An overwhelming majority of the Igbo population favors the termination of the osu caste system but there is no consensus on how it should be accomplished. Some feel that the combined influences of modern education and urbanization will, before too long, attenuate the societal import of the caste system to the extent that it will become irrelevant in people’s lives. This passive approach, though plausible at first glance, may not yield any tangible results soon because urbanization has not been able to disconnect the average Igbo man from his ancestral village base. Modern education tends to ignore the relevance of indigenous cultural values thereby depriving future generations of the necessary fund of knowledge that will be essential to fully grasp who they are, where they came from and where they have to go. One of the complicating factors in frontally dealing with the festering sore of osu caste system is that the majority of Igbo youths are either oblivious to its existence or ignorant of its true historical background. Unfortunately for the victims of this system, their whole life and reality are caught up in a nightmarish existence from which they cannot extricate themselves.
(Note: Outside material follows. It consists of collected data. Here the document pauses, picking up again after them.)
//! Error types for convolution operations.
//!
//! ## Purpose
//!
//! This module defines the error conditions that can occur while configuring
//! or running a convolution: precondition violations on the inputs, builder
//! misconfiguration, methods the current build cannot provide, and integer
//! sums that do not fit their accumulator.
//!
//! ## Design notes
//!
//! * **Contextual**: Errors name the offending argument, parameter or method.
//! * **Fail-fast**: Configuration and input errors are raised before any
//!   output is computed.
//! * **No-std**: Supports `no_std` environments by using `alloc` for dynamic messages.
//! * **Trait Implementation**: Implements `Display` and `std::error::Error` (when `std` is enabled).
//!
//! ## Invariants
//!
//! * A failed operation never yields a partial result.
//! * Error messages are consistent in tone and formatting.
//!
//! ## Non-goals
//!
//! * This module does not perform the validation logic itself.
//! * This module does not provide error recovery or fallback strategies.

// Feature-gated imports
#[cfg(not(feature = "std"))]
use alloc::string::String;
#[cfg(feature = "std")]
use std::error::Error;
#[cfg(feature = "std")]
use std::string::String;

// External dependencies
use core::fmt::{Display, Formatter, Result};

// ============================================================================
// Error Type
// ============================================================================

/// Error type for convolution operations.
#[derive(Debug, Clone, PartialEq)]
pub enum ConvolveError {
    /// A precondition on an input sequence was violated (e.g., it is empty).
    InvalidArgument(String),

    /// Parameter was set multiple times in the builder.
    DuplicateParameter {
        /// Name of the parameter that was set multiple times.
        parameter: &'static str,
    },

    /// The requested evaluation method is not available in this build.
    UnsupportedFeature {
        /// Name of the requested method (e.g., "Fft").
        method: &'static str,
        /// What is missing to provide it.
        feature: &'static str,
    },

    /// An exact integer sum does not fit the accumulator type.
    AccumulatorOverflow {
        /// Index of the first affected sample in the full convolution.
        index: usize,
        /// Sample type being convolved (e.g., "i64").
        sample: &'static str,
    },
}

// ============================================================================
// Display Implementation
// ============================================================================

impl Display for ConvolveError {
    fn fmt(&self, f: &mut Formatter<'_>) -> Result {
        match self {
            Self::InvalidArgument(msg) => write!(f, "Invalid argument: {msg}"),
            Self::DuplicateParameter { parameter } => {
                write!(
                    f,
                    "Parameter '{parameter}' was set multiple times. Each parameter can only be configured once."
                )
            }
            Self::UnsupportedFeature { method, feature } => {
                write!(f, "Method '{method}' is not available: {feature}")
            }
            Self::AccumulatorOverflow { index, sample } => {
                write!(
                    f,
                    "Accumulator overflow at output index {index}: the exact sum of {sample} products does not fit the accumulator type"
                )
            }
        }
    }
}

// ============================================================================
// Standard Error Trait
// ============================================================================

#[cfg(feature = "std")]
impl Error for ConvolveError {}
Conscientious Igbo activists have, on occasions, suggested proactive methods for bringing the caste system to a quick end. Some have called for passage of fresh laws to address the denial of civil rights of those who are caught up in this dilemma. I, however, disagree that passage of enabling legislation by today’s politicians will have any meaningful impact this time after similar laws failed to do so 50 years ago. A multifaceted approach must include a tangible dose of social and political activism on the part of principal victims of the osu caste system. Even though the osus constitute a numerical minority in Igboland (10-15% of Igbo population), their ranks are replete with successful business tycoons and intellectuals who should begin to deploy more of their resources and skills to expedite the demise of a cultural relic that hurts them, in particular and the entire Igbo society, in general. Some may see any change in the status quo as negation of authentic Igbo cultural practice and tradition. This so-called “die-hards” are very few and far between and usually comprise local folks who lack what it will take to stop the success of any concerted effort to end the caste system. The Nnobi paradigm should be revisited and made to work for many other autonomous communities across Igboland. The government of states affected should use the instruments of official power to encourage and facilitate the endeavors of communities in their domain toward this goal. I am optimistic that the Igbos are quite capable of doing the right thing, for their common good, by jettisoning this aspect of their cultural history which detracts immensely from the proud heritage of a gifted people.